#### What to produce:
Copy each line below in which the word "MaterialTable" occurs.

-*-

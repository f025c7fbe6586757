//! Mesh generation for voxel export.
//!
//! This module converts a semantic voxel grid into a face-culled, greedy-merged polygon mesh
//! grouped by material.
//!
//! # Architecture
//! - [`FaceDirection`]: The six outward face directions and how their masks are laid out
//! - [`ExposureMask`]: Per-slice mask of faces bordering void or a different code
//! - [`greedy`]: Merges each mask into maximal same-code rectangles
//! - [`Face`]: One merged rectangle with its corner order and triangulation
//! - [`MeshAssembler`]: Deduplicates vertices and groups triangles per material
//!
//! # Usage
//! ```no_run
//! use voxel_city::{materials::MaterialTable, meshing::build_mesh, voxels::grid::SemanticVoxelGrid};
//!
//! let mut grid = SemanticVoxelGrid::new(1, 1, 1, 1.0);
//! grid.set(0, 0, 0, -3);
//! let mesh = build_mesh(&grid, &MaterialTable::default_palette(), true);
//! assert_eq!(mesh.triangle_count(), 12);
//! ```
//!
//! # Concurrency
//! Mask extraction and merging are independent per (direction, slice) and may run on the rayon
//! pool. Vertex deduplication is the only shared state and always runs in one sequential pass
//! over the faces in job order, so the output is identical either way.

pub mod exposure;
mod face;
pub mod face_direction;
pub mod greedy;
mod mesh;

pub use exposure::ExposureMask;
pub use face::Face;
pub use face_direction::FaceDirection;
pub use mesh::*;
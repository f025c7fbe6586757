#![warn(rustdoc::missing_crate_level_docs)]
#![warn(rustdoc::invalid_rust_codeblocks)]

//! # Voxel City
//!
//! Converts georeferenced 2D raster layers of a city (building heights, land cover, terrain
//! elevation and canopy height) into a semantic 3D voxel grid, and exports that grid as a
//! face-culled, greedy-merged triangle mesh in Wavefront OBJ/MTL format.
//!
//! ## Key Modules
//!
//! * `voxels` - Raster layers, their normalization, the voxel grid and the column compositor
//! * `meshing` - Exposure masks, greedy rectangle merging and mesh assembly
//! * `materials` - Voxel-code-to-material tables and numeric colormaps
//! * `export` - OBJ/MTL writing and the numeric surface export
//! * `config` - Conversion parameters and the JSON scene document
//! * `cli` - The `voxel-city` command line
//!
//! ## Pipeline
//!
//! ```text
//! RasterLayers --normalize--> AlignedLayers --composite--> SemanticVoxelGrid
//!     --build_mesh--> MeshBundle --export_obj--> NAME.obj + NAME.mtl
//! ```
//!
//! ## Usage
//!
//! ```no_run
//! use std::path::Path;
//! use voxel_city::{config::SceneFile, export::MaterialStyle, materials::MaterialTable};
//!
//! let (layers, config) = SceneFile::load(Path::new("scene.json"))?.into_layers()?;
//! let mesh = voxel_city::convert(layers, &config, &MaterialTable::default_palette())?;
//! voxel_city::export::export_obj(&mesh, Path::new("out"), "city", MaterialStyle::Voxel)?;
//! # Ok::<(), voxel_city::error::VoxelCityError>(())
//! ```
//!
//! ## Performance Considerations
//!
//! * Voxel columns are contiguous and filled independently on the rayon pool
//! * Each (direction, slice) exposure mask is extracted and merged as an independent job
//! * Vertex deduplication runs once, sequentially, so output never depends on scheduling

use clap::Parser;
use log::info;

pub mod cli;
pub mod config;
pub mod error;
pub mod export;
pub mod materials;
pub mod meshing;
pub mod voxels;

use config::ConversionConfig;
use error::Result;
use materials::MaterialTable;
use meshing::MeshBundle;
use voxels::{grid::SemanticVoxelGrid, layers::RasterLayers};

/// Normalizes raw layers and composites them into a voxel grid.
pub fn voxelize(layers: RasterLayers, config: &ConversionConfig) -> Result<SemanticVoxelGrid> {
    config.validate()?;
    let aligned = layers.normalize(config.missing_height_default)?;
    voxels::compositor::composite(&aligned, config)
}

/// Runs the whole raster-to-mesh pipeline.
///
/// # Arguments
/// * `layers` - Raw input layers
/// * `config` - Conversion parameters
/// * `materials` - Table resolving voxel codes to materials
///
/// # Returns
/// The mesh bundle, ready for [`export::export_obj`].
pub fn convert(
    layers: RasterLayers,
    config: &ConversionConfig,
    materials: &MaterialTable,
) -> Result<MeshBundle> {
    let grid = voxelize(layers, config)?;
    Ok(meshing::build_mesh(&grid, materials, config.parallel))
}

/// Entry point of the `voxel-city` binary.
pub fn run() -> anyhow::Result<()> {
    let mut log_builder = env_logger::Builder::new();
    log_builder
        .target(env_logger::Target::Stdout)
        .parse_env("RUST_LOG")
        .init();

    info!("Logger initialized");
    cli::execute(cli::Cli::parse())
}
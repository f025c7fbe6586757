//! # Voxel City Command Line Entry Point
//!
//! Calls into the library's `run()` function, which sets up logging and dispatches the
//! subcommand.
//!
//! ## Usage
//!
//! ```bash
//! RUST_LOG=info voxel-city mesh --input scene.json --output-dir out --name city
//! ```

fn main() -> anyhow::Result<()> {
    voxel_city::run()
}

-*-

#### Task answer:
//! use voxel_city::{materials::MaterialTable, meshing::build_mesh, voxels::grid::SemanticVoxelGrid};
//! let mesh = build_mesh(&grid, &MaterialTable::default_palette(), true);
//! use voxel_city::{config::SceneFile, export::MaterialStyle, materials::MaterialTable};
//! let mesh = voxel_city::convert(layers, &config, &MaterialTable::default_palette())?;
use materials::MaterialTable;
    materials: &MaterialTable,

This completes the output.